The COVID-19 dilemma, along with global warming concerns, "reinforce the necessity for a fair and inclusive transition toward a clean, dependable energy supply and sustainable, healthy, climate-friendly employment," he said.
According to the paper, achieving a fair transition from coal, oil, and gas to solar, wind, bioenergy, and hydropower would need initiatives to educate people in new skills and develop local supply networks.
It also said that social assistance would be required for individuals who lose their employment in high-carbon industries such as coal mining.
Lockdowns to limit the COVID-19 pandemic did impact certain sections of the renewables business in 2020, according to the report, including a minor drop in biofuel employment owing to decreasing transportation usage.
Off-grid solar lighting sales were also down in developing nations, but firms were able to prevent job losses with government assistance, according to the research.
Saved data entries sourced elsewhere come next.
//! HTTP API application wiring (Axum router + service wiring).
//!
//! - `services.rs`: storage backends, collaborators and background threads
//! - `routes/`: HTTP routes + handlers
//! - `dto.rs`: request/response bodies
//! - `errors.rs`: consistent error responses

use std::sync::Arc;

use axum::{routing::get, Extension, Router};
use tower::ServiceBuilder;

pub mod dto;
pub mod errors;
pub mod routes;
pub mod services;

/// Build the full HTTP router (public entrypoint used by `main.rs` and the tests).
pub fn build_app(services: Arc<services::AppServices>) -> Router {
    Router::new()
        .route("/health", get(routes::system::health))
        .merge(routes::router())
        .layer(ServiceBuilder::new().layer(Extension(services)))
}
The ILO's deputy director-general for policy, Martha Newton, called the steady rise of renewable energy employment globally despite the epidemic a "really positive indication."
However, reaping the greatest social and economic advantages from the clean energy transition will need looking beyond the number of employment, she said during the report's video premiere.
"We need a strategy to energy transition that promotes decent employment creation," she stated, referring to occupations that promote fairness, security, and human dignity.
WOMEN IN THE WORKPLACE?
The survey emphasized the need of bringing more women into renewable energy employment, despite the fact that they now hold 32% of such occupations on average, compared to 22% in the oil and gas industry.
Rwanda's infrastructure minister, Claver Gatete, said his East African country was pushing females to study engineering by giving internships at sustainable energy businesses and establishing gender objectives for the sector.
According to the analysis, the solar photovoltaics industry employed around 4 million people in 2020, while biofuels employed 2.4 million, hydropower employed 2.2 million, and wind energy employed 1.25 million.
China accounted for almost four out of every ten renewable energy employment, with Brazil, India, the United States, and European Union member states following closely behind.
Other nations where clean energy jobs are being created include Vietnam and Malaysia, which export solar equipment; Indonesia and Colombia, which have extensive agricultural supply chains for biofuels; and Mexico and Russia, where wind power is booming.
Solar employment are spreading throughout Sub-Saharan Africa, from Nigeria to Togo and South Africa, according to the research.
The scientists predicted that if governments reduce global warming to 1.5 degrees Celsius above preindustrial levels, their most ambitious target, the renewable energy industry could provide 38 million employment by 2030 and 43 million by 2050.
It added that this is about twice the amount of jobs that would be produced under existing climate action plans and commitments, which fall short of fulfilling the Paris Agreement targets.
Sharan Burrow, general secretary of the International Trade Union Confederation, which represents 200 million workers in more than 160 countries, said that in order to achieve net zero emissions, every sector of the economy would need to migrate to a greener model.
That's "a good news story," she says, since for every ten jobs produced in renewable energy, 5-10 are created in manufacturing supply chains, with many more in services, transportation, and logistics.
If those employment come with fair working conditions, a minimum salary, and labor rights including the freedom to establish unions and bargain collectively, "that's about growth, community rebirth, and ambitions," she said at the report's unveiling.